We've spent plenty of time in the past living on our boat on the hard (on land in a boatyard). It ain't that much fun. At anchor, the boat has a pleasant motion, cool breezes blow through, your neighbors are hundreds of yards away, life is good. Boatyards however are hot, dirty, dusty, toxic places. After only hours in the yard, your boat will be covered with grit. Getting off and on the boat requires climbing a ladder between the deck and the ground. Falling overboard at anchor just gets you wet - on the hard it could kill you.

A view of Cole Bay, Sint Maarten, from our balcony at Port de Plaisance.

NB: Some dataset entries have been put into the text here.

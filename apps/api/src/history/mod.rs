//! Per-user session history: chat and compare sessions, their storage, and
//! the derived document library.

pub mod handlers;
pub mod library;
pub mod models;
pub mod store;
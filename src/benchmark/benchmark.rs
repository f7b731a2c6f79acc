use std::time::Instant;

use crate::simulation::coefficients::{SailMaterial, SailShape};
use crate::simulation::engine::evaluate;
use crate::simulation::params::Constants;
use crate::simulation::states::{Vessel, Wind};

const SHAPES: [SailShape; 4] = [
    SailShape::InvertedTriangle,
    SailShape::Square,
    SailShape::Rectangle,
    SailShape::RightTriangle,
];

const MATERIALS: [SailMaterial; 3] = [
    SailMaterial::WovenPandanus,
    SailMaterial::CottonCanvas,
    SailMaterial::ModernNylon,
];

/// Time the full evaluation over a dense parameter sweep
/// Grid: every shape x material, wind 0..20 m/s and attack 0..90 deg in
/// fixed steps. Prints grid size, elapsed time, and evaluations/second
pub fn bench_evaluate() {
    let consts = Constants::default();

    // Fixed hull/outrigger; the sweep varies the aero inputs
    let mut vessel = Vessel {
        sail_shape: SailShape::InvertedTriangle,
        sail_material: SailMaterial::CottonCanvas,
        sail_area: 5.0,
        hull_material: crate::simulation::coefficients::HullMaterial::TaiwanCedar,
        hull_length: 5.0,
        outrigger_arm: 2.0,
        float_volume: 0.05,
    };

    let wind_steps = 201; // 0.0 ..= 20.0 in 0.1 m/s
    let angle_steps = 91; // 0 ..= 90 in 1 deg

    let total = SHAPES.len() * MATERIALS.len() * wind_steps * angle_steps;
    println!("bench_evaluate: {} evaluations", total);

    let t0 = Instant::now();

    // Keep the verdicts observable so the sweep cannot be optimized away
    let mut safe_count = 0usize;

    for shape in SHAPES {
        for material in MATERIALS {
            vessel.sail_shape = shape;
            vessel.sail_material = material;

            for wi in 0..wind_steps {
                for ai in 0..angle_steps {
                    let wind = Wind {
                        speed: wi as f64 * 0.1,
                        angle_attack: ai as f64,
                    };

                    let report = evaluate(&vessel, &wind, &consts)
                        .expect("sweep stays inside the documented domains");
                    if report.is_safe {
                        safe_count += 1;
                    }
                }
            }
        }
    }

    let elapsed = t0.elapsed().as_secs_f64();
    println!(
        "bench_evaluate: {:.3} s total, {:.0} evals/s, {} of {} safe",
        elapsed,
        total as f64 / elapsed,
        safe_count,
        total
    );
}
//! Torque balance around the hull's long axis
//!
//! The side force acting at the center-of-effort height heels the canoe;
//! the submerged outrigger float pushes back through its lever arm. The
//! vessel is stable when the righting torque strictly exceeds the
//! heeling torque

use crate::simulation::params::Constants;

/// Heeling (capsizing) torque: side force applied at CoE height
pub fn heeling_torque(side_force: f64, coe_height: f64) -> f64 {
    side_force * coe_height
}

/// Buoyancy of the fully submerged outrigger float:
/// F = V * rho_water * g
pub fn buoyancy_force(float_volume: f64, consts: &Constants) -> f64 {
    float_volume * consts.water_density * consts.g
}

/// Righting torque: float buoyancy through the outrigger lever arm
pub fn righting_torque(buoyancy: f64, outrigger_arm: f64) -> f64 {
    buoyancy * outrigger_arm
}

/// Outcome of the torque comparison
#[derive(Debug, Clone, Copy, PartialEq)]
pub struct TorqueBalance {
    pub heeling: f64, // N*m
    pub righting: f64, // N*m
}

impl TorqueBalance {
    pub fn new(heeling: f64, righting: f64) -> Self {
        Self { heeling, righting }
    }

    /// Strict comparison: equal torques are NOT safe
    pub fn is_safe(&self) -> bool {
        self.righting > self.heeling
    }
}
//! Aerodynamic force computation for the sail
//!
//! Computes the raw wind force from dynamic pressure, the height of the
//! center of effort, and the decomposition into forward (thrust) and
//! side (heeling-driving) components

use crate::simulation::coefficients::CoefficientSet;
use crate::simulation::params::Constants;
use crate::simulation::states::{NVec2, Wind};

/// Assumed sail base width in meters; the sail height is approximated
/// as area / base. A simplification of the model, not configurable
pub const BASE_WIDTH_APPROX: f64 = 2.0;

/// Wind force acting on the sail, already decomposed
#[derive(Debug, Clone, PartialEq)]
pub struct WindLoad {
    pub raw_force: f64, // N, magnitude before decomposition
    pub coe_height: f64, // m, where the force is considered to act
    pub force: NVec2, // N, x = side, y = forward
}

/// Compute the wind load on a sail of `sail_area` under `wind`
///
/// Steps:
/// 1. approximate sail height from area and the fixed base width,
/// 2. scale it by the shape's lever-arm coefficient to get the CoE height,
/// 3. raw force from dynamic pressure: 0.5 * rho * A * v^2, scaled by
///    the material efficiency,
/// 4. split by the angle of attack: sin -> forward (lift-like),
///    cos -> side (drag-like), each scaled by its shape coefficient
pub fn wind_load(sail_area: f64, wind: &Wind, coeffs: &CoefficientSet, consts: &Constants) -> WindLoad {
    // Height of the (idealized) sail, from fixed base width
    let height_approx = sail_area / BASE_WIDTH_APPROX;

    // Center of effort: fraction of the height, set by the planform
    let coe_height = height_approx * coeffs.lever_arm_coeff;

    // Dynamic pressure force on the whole sail:
    // F = 1/2 * rho_air * A * v^2, then the weave's efficiency factor
    let raw_force =
        0.5 * consts.air_density * sail_area * wind.speed * wind.speed * coeffs.material_efficiency;

    // Angle between wind and sail surface, radians for sin/cos
    let rad = wind.angle_attack.to_radians();

    // -------------------------
    // Vector decomposition:
    // forward = F * sin(angle) * lift efficiency
    // side    = F * cos(angle) * drag coefficient
    //
    // angle = 0  -> pure drag, no thrust
    // angle = 90 -> pure thrust, no side load
    // -------------------------
    let forward = raw_force * rad.sin() * coeffs.shape_lift_eff;
    let side = raw_force * rad.cos() * coeffs.shape_drag_coeff;

    WindLoad {
        raw_force,
        coe_height,
        force: NVec2::new(side, forward),
    }
}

So this time (hauling the boat to repaint the bottom with anti-fouling) we treated ourselves to a room on land. The Port de Plaisance resort is definitely past its heyday. They are attempting to renovate it, so most of the rooms are either boarded up or are being gutted. Our room was a nice enough place (state of the art in the early eighties). but the room next door was being gutted, so we had jackhammer noises all day, and every morning I'd head out to the balcony to find it blanketed with a fresh coat of destruction dust. The casino was still open, but all the restaurants are closed. But we got a great rate, and the bed Paula and I shared was at least three times bigger than what we share on Daystar. Living on a boat has made us appreciate even the most basic pleasures of land.

And we had a great view. I spent an hour every morning on our balcony at Port de Plaisance drinking coffee and watching boats in Cole Bay on the Dutch side of the St. Martin lagoon. Even when I'm not on a boat at anchor, I still just can't stop looking at boats.

Here's a short video of some yachts in St. Martin from the balcony of Port de Plaisance with some notes:
  • At 0: 37, you'll see Yalla, a 240' motor yacht owned by the richest family in Egypt. (Each member of the family individually is a billionaire). We saw eight crew members on board the entire time we were there, but there might have been more. The "garage" in back is a deck for the swimming pool inside behind it.  
  • At 1: 06, you'll see a very pretty motor yacht heading for the Simpson Bay drawbridge. I don't use that term about very many mega yachts, but this one has a bit more of an elegant classic look rather than the typical look of a floating condo.
  • At 1: 16, you'll see a megayacht out in Simpson Bay that I believe is Eclipse, the second largest private yacht in the world at 533'. Eclipse is owned by Roman Abramovich, a Russian oligarch. It has a missile defense system. Mr. Abramovich probably needs it. 
  • At 1: 30, you'll see yellow things zipping across. These are pairs of tourists on little guided motorboat tours. Dozens of them swarm through the lagoon on their tours. They always remind me of a James Bond movie. I can see it now: dozens of yellow motorboat-riding assassins come after him. Oh, the creative ways he would come up with to deal with these guys....  

Here are a few more pictures from Bobby's Megayard where we were hauled.

Handsome Dominican steel cargo vessel. We got a tour. Stay tuned for upcoming post on this by Cash. 

The beautiful Juno, from Gannon and Benjamin. There's nothing they've done that isn't simple and beautiful.
Juno, waiting for the slings.

Noel, the yard electrician, photo-bombing. I kept telling him to flex..., flex harder, FLEX, DANG IT!!

MaxProp feathering propeller surrounded by lovely new bottom paint. Last time we hauled (eight months ago) I scrubbed it down to bare bronze and treated it with Pettit Barnacle Barrier paint. I was skeptical, but the stuff really works. Some barnacles grew, but I could flick them right off with an index finger.